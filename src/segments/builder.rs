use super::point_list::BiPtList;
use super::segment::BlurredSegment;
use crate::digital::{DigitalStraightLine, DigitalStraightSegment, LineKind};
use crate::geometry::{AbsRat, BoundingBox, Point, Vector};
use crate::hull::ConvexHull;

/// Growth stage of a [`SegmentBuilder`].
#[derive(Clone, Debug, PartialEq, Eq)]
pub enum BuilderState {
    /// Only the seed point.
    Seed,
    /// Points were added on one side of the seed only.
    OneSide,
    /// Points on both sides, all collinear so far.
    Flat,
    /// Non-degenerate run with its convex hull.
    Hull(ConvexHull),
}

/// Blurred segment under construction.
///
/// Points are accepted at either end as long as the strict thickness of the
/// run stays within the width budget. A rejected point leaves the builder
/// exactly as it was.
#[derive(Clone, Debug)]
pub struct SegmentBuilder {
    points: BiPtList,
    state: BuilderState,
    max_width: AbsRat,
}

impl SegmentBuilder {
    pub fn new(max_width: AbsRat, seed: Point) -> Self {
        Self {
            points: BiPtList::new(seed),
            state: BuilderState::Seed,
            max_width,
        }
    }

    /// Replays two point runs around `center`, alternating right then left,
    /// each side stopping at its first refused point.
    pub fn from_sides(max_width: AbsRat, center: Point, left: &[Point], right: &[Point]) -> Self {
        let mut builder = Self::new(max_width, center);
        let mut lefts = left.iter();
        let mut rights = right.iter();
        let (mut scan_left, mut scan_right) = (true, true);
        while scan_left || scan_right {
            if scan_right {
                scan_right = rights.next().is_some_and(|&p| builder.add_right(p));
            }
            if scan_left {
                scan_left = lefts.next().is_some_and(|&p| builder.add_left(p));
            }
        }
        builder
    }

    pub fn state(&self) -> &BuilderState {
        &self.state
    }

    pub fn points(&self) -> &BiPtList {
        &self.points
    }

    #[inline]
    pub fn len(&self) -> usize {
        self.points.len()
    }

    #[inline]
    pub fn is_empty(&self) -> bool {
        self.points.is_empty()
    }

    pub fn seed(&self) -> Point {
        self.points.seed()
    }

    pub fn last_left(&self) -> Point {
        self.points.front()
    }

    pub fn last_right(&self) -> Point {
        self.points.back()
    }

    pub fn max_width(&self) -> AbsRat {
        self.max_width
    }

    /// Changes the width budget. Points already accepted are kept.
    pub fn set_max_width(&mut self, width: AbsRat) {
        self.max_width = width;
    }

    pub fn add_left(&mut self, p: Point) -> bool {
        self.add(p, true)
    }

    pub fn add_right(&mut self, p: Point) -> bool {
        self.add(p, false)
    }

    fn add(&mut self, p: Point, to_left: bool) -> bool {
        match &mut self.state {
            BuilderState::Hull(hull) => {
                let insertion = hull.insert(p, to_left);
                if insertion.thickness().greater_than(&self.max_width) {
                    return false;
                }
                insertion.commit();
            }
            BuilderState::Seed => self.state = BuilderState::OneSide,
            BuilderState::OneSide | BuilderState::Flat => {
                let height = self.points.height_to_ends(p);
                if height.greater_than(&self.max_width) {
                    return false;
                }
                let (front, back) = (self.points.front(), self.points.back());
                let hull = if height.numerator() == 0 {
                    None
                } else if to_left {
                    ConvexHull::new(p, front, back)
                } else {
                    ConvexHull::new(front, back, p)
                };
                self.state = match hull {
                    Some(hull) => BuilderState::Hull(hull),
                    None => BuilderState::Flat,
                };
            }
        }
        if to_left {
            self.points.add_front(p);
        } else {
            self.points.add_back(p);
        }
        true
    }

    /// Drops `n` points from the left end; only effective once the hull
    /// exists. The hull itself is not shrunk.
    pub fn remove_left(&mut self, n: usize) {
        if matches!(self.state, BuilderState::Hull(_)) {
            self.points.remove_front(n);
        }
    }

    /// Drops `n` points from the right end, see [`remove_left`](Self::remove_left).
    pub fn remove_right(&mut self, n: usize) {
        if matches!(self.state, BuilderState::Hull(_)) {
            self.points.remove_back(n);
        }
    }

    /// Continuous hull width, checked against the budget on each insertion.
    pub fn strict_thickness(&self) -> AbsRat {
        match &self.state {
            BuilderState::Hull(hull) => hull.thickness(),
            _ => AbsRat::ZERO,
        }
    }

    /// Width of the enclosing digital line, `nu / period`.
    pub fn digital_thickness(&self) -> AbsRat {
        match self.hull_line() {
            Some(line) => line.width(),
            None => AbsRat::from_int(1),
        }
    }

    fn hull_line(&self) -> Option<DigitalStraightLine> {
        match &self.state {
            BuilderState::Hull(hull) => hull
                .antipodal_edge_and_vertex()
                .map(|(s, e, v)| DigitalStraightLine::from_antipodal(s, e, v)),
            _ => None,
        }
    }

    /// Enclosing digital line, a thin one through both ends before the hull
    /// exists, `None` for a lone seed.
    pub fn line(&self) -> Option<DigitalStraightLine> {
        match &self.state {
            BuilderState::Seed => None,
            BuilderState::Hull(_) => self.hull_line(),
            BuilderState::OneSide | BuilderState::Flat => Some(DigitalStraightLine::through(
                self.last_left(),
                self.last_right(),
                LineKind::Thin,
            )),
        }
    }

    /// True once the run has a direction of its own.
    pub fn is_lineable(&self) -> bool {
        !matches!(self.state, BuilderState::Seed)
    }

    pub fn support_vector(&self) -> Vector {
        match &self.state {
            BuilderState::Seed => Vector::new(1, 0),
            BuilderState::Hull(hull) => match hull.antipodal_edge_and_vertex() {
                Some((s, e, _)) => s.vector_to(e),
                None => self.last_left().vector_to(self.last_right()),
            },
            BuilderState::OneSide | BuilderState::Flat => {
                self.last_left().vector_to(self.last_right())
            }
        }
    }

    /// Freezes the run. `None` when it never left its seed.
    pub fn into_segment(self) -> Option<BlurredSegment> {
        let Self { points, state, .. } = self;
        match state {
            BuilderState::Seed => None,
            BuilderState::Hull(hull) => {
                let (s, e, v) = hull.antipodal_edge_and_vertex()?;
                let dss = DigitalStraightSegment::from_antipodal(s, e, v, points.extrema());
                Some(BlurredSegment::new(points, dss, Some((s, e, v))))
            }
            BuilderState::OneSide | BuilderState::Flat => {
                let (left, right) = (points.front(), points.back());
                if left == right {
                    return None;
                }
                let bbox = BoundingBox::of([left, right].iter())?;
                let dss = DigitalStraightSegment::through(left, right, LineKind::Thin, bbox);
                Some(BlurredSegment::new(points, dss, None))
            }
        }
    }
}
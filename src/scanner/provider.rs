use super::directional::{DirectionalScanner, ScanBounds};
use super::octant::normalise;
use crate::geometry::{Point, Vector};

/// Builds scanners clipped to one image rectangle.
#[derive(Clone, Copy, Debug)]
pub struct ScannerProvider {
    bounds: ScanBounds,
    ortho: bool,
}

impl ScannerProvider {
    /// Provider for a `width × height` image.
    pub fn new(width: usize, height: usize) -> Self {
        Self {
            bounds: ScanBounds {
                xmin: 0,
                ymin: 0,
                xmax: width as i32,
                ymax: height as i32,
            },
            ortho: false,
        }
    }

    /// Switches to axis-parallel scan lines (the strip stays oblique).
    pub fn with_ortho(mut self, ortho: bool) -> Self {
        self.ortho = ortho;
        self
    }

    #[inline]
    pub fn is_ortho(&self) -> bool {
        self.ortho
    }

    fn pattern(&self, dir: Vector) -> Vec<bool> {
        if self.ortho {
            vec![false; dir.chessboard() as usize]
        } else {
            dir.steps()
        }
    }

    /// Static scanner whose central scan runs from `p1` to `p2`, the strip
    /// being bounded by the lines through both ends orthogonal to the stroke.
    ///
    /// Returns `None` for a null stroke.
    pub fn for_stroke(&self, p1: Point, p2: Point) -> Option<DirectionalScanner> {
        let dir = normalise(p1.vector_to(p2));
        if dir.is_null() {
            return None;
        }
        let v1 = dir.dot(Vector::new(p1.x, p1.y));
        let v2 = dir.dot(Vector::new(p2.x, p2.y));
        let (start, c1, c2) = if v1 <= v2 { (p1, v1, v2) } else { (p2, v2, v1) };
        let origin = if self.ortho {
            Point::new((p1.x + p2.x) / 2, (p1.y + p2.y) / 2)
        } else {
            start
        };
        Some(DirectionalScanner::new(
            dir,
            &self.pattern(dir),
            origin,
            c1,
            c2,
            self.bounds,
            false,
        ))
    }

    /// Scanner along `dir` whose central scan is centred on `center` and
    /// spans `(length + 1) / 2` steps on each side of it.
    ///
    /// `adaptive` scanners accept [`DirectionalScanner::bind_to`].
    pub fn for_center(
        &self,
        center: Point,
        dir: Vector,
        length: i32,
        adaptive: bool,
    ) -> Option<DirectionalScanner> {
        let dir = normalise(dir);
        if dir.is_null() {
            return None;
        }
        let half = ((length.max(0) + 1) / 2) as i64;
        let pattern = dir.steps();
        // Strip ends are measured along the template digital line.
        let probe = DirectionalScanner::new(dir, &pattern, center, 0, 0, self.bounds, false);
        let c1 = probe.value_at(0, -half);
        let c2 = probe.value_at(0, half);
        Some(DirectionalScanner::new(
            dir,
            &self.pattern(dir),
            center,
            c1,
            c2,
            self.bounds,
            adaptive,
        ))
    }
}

# Activity
Scan the records above for the string "probe", and copy every line where it turns up.

# Written response
        let probe = DirectionalScanner::new(dir, &pattern, center, 0, 0, self.bounds, false);
        let c1 = probe.value_at(0, -half);
        let c2 = probe.value_at(0, half);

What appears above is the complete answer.